**What this task involves:**
Take every line from the data that has the word "WsStream" in it.

(Provided data begins)

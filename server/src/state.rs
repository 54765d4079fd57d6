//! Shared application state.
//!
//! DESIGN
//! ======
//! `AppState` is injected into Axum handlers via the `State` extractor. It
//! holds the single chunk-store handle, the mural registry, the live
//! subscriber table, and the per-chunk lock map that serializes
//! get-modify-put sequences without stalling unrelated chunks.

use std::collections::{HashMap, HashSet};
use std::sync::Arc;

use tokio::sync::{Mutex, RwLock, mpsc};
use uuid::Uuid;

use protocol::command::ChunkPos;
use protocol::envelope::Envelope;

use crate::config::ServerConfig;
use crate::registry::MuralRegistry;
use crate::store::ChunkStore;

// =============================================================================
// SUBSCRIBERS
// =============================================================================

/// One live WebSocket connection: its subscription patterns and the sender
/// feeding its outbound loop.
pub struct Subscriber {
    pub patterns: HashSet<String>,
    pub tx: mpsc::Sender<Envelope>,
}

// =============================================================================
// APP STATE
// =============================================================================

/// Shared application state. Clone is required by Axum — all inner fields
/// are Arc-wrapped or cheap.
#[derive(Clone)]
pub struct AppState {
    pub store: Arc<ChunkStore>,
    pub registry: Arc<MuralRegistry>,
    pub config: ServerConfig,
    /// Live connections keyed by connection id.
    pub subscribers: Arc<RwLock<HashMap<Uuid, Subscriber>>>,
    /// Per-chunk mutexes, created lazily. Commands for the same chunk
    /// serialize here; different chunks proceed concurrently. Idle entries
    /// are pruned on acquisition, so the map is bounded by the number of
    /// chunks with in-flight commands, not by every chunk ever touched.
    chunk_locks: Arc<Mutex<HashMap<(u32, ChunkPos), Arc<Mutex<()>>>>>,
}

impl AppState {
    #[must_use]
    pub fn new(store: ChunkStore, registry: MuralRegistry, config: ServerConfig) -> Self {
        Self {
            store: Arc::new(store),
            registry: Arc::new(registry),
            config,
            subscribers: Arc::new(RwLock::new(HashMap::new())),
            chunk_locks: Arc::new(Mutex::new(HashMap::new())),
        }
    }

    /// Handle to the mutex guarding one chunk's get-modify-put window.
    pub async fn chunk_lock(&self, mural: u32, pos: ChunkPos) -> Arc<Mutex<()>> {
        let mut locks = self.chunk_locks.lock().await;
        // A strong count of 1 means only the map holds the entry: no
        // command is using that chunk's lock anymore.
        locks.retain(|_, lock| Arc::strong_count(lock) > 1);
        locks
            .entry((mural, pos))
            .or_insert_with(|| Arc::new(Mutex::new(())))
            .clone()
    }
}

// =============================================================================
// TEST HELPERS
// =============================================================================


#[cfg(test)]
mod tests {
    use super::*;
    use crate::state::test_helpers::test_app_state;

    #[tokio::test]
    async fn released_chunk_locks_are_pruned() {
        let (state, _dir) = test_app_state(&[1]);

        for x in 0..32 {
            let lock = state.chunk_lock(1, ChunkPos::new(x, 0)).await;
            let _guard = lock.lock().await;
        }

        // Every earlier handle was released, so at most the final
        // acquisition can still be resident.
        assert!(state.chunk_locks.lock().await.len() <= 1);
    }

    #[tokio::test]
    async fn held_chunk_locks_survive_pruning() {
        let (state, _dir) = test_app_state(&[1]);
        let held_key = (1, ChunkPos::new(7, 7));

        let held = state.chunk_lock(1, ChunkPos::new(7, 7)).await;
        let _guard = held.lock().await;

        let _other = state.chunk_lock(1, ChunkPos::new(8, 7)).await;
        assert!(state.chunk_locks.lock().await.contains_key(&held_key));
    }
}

(Provided data ends)
(Provided data begins)

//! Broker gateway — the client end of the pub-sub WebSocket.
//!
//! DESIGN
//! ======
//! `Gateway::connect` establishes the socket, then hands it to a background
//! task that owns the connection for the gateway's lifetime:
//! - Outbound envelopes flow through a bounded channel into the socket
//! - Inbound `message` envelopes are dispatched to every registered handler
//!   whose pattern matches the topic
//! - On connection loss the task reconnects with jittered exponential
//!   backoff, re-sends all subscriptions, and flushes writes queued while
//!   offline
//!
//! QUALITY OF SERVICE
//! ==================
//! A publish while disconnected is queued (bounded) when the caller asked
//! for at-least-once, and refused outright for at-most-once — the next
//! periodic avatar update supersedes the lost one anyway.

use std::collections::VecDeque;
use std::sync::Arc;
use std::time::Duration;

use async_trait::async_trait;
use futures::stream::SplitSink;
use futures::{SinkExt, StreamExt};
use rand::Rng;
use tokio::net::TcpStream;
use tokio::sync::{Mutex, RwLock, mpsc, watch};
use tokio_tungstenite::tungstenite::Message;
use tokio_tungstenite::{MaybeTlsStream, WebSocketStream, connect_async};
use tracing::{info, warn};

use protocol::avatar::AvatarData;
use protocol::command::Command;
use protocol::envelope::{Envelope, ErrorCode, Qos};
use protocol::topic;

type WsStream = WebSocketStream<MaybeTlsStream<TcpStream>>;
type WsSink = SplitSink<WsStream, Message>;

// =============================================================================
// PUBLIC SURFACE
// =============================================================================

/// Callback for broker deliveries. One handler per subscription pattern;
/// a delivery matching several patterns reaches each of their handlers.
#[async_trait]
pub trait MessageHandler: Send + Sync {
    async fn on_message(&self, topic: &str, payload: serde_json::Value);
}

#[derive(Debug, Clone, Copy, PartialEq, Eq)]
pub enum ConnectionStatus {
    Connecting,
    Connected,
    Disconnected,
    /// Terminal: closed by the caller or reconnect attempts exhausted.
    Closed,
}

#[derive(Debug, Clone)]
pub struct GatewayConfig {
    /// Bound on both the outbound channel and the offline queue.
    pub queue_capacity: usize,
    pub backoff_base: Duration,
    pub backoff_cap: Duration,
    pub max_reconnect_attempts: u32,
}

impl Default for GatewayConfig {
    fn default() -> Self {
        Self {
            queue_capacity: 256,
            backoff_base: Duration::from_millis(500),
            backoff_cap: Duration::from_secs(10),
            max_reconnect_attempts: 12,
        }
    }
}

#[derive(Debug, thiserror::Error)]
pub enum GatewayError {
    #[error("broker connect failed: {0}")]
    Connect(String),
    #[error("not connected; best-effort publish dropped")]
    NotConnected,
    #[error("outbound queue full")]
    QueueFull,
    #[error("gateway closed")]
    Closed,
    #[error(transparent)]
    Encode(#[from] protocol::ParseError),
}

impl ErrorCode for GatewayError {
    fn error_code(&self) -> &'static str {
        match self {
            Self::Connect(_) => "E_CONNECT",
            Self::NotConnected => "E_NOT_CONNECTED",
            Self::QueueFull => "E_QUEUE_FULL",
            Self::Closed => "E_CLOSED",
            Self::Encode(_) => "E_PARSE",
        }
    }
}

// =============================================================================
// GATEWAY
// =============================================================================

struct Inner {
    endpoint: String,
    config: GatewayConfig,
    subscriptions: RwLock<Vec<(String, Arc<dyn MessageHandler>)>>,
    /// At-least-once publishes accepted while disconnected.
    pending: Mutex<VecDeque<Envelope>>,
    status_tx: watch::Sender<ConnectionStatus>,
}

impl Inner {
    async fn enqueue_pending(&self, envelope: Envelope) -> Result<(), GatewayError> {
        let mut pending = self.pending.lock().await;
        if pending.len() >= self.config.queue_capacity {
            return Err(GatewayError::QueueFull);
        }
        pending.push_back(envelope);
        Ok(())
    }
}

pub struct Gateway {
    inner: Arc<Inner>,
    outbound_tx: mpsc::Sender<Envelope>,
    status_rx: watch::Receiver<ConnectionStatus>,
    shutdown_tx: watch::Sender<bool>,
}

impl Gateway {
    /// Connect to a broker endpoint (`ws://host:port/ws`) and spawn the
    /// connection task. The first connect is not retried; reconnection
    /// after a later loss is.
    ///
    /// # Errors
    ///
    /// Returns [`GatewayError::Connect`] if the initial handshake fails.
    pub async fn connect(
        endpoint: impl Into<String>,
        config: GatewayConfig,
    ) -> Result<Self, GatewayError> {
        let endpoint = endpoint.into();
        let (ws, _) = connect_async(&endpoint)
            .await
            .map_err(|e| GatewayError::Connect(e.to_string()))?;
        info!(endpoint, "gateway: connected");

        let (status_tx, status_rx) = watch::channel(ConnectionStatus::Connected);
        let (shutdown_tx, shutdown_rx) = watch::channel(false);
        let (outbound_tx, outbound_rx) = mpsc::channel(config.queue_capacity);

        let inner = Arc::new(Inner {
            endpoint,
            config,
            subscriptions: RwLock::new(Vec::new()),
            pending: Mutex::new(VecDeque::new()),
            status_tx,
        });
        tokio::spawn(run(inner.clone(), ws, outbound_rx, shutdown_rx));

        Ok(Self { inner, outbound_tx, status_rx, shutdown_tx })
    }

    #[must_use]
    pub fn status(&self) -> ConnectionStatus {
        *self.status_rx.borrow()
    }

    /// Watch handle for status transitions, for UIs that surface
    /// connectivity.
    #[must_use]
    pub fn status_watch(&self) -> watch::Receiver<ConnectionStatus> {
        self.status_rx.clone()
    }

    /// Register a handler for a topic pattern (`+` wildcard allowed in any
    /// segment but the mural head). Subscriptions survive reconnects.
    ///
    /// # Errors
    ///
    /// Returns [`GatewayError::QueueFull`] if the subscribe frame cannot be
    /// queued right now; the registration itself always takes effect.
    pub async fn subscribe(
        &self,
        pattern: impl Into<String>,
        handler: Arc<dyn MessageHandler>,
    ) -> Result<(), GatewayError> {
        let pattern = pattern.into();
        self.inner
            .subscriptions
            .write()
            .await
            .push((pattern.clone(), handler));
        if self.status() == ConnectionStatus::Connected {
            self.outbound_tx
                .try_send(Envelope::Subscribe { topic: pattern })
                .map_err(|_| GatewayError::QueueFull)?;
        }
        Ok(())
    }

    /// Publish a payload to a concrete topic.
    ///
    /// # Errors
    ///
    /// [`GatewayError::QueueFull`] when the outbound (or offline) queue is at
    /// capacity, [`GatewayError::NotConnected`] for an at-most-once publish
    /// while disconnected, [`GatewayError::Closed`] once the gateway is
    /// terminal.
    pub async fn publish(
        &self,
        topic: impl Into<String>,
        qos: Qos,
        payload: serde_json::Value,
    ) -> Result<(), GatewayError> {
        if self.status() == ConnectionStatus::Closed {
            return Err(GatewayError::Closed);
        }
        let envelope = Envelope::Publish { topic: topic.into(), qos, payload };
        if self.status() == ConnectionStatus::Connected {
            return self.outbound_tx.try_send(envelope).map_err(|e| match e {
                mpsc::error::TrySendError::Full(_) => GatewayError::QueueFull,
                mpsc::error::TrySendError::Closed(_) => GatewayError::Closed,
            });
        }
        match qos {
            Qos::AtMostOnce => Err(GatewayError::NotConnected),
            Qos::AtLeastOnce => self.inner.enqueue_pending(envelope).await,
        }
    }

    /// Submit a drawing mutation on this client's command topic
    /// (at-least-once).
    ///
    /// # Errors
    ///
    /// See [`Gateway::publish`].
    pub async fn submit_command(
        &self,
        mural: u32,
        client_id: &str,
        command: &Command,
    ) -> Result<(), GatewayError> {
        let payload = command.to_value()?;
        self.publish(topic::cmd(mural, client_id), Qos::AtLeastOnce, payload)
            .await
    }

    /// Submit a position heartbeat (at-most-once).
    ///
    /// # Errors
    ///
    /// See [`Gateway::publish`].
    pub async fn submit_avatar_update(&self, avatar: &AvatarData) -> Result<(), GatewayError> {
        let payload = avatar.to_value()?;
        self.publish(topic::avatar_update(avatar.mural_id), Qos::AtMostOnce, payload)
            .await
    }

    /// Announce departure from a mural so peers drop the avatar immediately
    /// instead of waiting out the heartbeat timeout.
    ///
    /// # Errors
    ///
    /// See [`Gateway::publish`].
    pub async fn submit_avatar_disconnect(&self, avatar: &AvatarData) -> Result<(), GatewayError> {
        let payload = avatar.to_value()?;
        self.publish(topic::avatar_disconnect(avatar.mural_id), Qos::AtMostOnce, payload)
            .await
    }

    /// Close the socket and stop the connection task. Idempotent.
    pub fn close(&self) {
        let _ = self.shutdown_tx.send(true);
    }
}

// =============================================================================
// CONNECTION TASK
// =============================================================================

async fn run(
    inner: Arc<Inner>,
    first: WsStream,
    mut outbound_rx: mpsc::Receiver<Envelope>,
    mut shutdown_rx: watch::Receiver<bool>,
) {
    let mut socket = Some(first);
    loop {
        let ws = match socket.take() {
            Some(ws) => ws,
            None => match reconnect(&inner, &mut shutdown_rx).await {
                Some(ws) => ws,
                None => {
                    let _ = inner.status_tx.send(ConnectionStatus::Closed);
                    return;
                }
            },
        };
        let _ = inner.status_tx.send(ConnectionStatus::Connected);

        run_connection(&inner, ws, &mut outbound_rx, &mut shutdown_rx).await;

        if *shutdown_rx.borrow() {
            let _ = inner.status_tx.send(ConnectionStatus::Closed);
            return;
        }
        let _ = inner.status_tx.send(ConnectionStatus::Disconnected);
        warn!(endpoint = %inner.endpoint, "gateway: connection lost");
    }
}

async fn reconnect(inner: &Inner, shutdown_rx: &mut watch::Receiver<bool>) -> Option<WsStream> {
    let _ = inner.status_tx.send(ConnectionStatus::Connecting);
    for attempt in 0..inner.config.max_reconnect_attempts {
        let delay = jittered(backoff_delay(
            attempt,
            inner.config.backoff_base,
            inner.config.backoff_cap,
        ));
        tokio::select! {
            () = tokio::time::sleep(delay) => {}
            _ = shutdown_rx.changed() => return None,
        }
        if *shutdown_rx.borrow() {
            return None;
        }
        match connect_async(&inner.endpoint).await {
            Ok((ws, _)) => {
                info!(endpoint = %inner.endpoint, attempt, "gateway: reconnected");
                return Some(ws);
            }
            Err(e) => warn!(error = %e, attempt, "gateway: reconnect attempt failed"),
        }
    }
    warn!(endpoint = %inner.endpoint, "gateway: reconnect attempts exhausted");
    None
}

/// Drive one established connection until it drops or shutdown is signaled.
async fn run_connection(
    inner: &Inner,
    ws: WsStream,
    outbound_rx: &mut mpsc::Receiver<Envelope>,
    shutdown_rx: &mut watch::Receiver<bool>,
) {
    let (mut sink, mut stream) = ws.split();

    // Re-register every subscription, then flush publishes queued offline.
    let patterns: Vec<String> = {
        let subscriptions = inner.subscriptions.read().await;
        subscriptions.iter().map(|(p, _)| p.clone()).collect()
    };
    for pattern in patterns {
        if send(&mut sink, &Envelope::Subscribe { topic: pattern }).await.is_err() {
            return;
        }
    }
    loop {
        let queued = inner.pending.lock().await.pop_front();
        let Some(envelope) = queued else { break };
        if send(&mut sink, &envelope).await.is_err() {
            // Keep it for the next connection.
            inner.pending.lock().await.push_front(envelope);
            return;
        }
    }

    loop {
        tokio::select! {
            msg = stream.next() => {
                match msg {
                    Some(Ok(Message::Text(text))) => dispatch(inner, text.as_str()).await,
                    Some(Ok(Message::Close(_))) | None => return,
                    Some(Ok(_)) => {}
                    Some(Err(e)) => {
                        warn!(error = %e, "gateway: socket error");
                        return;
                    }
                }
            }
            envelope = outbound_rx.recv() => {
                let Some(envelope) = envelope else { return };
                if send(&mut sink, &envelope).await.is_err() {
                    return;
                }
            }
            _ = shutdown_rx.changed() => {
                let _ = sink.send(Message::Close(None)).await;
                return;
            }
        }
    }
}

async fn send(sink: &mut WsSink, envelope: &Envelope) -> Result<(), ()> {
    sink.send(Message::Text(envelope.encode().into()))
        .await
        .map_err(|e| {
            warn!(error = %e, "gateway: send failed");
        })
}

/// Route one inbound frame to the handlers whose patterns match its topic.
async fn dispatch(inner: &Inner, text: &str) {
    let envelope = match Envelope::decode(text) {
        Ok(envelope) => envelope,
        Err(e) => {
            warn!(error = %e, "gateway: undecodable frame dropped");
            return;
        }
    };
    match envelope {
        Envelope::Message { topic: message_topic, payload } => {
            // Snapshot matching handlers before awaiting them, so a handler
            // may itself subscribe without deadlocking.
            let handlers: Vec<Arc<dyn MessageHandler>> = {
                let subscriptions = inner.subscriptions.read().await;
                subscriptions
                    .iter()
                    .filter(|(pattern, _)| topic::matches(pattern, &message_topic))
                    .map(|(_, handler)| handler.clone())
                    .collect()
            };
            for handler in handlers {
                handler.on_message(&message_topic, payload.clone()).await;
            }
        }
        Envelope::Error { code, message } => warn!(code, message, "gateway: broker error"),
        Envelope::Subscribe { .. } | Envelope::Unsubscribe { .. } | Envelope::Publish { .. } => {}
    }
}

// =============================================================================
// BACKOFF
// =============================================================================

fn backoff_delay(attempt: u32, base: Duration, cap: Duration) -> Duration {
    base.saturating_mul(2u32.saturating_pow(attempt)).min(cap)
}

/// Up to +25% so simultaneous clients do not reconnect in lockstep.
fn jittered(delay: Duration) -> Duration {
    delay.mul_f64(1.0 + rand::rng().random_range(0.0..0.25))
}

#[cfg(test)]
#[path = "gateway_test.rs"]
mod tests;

(Provided data ends)

**Written response:**
type WsStream = WebSocketStream<MaybeTlsStream<TcpStream>>;
type WsSink = SplitSink<WsStream, Message>;
    first: WsStream,
async fn reconnect(inner: &Inner, shutdown_rx: &mut watch::Receiver<bool>) -> Option<WsStream> {
    ws: WsStream,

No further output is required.